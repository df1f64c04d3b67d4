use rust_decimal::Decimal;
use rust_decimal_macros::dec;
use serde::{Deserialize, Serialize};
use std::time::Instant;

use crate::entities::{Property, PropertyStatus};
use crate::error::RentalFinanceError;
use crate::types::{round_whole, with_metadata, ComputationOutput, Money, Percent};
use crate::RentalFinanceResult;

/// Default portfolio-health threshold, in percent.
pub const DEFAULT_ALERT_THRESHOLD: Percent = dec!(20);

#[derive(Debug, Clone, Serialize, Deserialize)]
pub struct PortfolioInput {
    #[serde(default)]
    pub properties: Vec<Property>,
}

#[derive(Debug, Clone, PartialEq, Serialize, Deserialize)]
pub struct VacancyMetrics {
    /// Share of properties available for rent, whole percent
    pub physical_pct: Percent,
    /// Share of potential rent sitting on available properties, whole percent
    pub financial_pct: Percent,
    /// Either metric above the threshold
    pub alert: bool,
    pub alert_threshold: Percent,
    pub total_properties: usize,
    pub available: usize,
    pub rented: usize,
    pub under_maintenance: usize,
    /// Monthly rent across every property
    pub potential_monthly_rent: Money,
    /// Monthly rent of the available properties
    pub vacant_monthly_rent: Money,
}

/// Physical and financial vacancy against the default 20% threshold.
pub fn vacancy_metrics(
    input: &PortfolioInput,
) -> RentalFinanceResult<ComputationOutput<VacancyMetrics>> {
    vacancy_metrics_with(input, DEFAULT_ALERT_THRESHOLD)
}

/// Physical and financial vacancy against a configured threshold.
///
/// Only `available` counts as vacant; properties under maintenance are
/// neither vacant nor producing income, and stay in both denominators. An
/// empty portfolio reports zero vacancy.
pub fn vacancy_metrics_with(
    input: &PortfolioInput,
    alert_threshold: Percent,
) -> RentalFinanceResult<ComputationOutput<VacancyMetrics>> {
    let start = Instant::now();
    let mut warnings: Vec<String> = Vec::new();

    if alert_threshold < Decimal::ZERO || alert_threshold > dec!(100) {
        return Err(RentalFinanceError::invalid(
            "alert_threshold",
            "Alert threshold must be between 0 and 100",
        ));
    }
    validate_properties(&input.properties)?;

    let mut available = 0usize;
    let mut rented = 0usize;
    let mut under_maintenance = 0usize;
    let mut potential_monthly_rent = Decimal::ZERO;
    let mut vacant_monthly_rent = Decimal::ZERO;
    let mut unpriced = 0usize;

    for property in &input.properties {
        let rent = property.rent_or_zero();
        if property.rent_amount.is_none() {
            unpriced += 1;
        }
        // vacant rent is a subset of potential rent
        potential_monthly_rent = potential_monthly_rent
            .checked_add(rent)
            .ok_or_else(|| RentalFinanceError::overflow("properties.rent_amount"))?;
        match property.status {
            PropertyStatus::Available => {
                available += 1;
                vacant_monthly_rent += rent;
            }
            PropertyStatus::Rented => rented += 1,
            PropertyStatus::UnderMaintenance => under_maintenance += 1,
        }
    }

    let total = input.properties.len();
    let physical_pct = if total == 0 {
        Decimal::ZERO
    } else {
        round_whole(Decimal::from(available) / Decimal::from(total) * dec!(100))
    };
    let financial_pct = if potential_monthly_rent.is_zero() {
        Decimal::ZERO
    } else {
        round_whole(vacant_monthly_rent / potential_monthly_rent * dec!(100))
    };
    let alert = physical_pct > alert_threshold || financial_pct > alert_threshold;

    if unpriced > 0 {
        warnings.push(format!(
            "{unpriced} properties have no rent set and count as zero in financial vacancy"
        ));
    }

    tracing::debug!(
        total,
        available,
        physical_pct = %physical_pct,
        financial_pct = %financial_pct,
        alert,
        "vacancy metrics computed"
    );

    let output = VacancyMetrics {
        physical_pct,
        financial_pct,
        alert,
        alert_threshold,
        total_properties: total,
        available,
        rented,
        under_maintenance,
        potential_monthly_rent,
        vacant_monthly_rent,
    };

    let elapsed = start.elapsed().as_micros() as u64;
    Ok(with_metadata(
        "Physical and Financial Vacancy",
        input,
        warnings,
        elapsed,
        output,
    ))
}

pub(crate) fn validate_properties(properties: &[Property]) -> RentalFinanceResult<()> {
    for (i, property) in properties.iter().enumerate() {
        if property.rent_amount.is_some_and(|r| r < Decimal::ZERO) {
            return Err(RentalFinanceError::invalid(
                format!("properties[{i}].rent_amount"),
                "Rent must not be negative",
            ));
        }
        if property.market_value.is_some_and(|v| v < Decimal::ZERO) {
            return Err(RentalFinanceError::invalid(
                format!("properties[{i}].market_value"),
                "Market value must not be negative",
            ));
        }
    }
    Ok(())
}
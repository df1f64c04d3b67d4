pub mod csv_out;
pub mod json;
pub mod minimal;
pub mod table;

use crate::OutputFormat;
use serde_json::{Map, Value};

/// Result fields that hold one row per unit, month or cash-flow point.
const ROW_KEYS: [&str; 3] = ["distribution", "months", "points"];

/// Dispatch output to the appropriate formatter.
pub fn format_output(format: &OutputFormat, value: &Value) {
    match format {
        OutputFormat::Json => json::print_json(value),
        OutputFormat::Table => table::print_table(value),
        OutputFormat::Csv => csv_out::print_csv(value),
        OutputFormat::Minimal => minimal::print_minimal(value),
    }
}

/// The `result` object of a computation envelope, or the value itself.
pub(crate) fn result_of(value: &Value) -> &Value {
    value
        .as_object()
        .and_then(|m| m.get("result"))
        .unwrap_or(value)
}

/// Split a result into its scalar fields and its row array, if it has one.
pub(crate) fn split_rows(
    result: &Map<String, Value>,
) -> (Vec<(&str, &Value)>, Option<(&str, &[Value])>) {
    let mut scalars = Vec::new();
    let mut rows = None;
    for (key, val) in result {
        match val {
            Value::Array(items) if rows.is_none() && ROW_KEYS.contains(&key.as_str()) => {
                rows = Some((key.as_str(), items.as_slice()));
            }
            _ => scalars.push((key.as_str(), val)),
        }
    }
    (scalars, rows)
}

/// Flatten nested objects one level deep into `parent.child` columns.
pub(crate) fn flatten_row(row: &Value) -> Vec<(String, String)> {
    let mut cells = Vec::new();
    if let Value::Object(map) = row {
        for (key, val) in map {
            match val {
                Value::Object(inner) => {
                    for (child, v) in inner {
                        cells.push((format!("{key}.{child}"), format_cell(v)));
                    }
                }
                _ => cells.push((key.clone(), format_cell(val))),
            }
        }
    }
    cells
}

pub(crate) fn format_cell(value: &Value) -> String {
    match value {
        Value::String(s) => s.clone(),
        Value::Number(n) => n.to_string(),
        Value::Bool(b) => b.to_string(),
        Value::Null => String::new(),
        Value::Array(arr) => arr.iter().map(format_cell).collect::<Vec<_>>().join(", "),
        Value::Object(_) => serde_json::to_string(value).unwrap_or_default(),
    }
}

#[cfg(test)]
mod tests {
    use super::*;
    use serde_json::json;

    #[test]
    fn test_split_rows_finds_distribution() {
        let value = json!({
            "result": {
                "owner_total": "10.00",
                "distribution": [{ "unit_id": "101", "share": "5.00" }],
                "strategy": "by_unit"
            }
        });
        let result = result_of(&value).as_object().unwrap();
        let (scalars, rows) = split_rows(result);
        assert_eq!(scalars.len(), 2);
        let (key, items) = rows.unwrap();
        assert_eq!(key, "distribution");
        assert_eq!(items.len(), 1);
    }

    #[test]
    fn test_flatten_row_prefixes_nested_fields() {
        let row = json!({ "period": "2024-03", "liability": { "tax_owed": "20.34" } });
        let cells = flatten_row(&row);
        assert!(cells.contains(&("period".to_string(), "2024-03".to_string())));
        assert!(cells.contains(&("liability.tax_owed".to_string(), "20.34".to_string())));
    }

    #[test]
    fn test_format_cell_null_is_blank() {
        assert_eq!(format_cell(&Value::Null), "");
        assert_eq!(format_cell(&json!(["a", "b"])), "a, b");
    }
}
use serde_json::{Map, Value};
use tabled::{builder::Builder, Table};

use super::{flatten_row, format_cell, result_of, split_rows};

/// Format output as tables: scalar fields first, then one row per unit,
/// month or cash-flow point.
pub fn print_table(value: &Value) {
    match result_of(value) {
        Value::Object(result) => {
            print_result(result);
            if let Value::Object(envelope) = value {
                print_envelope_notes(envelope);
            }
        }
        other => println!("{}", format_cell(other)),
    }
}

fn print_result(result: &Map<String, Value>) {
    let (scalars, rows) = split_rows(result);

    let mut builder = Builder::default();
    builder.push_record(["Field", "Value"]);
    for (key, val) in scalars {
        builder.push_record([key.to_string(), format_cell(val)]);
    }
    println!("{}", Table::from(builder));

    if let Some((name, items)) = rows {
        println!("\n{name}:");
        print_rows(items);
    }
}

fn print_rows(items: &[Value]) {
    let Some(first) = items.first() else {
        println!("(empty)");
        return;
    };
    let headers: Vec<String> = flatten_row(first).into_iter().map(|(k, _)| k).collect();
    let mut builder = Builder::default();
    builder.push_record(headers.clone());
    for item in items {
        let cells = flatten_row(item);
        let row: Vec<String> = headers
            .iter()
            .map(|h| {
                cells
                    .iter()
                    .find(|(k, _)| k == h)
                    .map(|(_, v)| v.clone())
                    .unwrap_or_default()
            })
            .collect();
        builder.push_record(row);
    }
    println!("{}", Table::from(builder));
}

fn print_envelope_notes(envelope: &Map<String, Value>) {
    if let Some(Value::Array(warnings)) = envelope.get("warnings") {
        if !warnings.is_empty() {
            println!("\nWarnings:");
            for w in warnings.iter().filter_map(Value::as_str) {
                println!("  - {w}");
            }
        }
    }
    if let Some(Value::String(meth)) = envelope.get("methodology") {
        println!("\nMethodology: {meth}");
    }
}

-----

● **Your goal**:
Would you print exactly the lines from the first line of the entries above through the line that has "threshold, in percent.", both included, and stop there?

● **Answer section**:
repository df1f64c04d3b67d4
use rust_decimal::Decimal;
use rust_decimal_macros::dec;
use serde::{Deserialize, Serialize};
use std::time::Instant;

use crate::entities::{Property, PropertyStatus};
use crate::error::RentalFinanceError;
use crate::types::{round_whole, with_metadata, ComputationOutput, Money, Percent};
use crate::RentalFinanceResult;

/// Default portfolio-health threshold, in percent.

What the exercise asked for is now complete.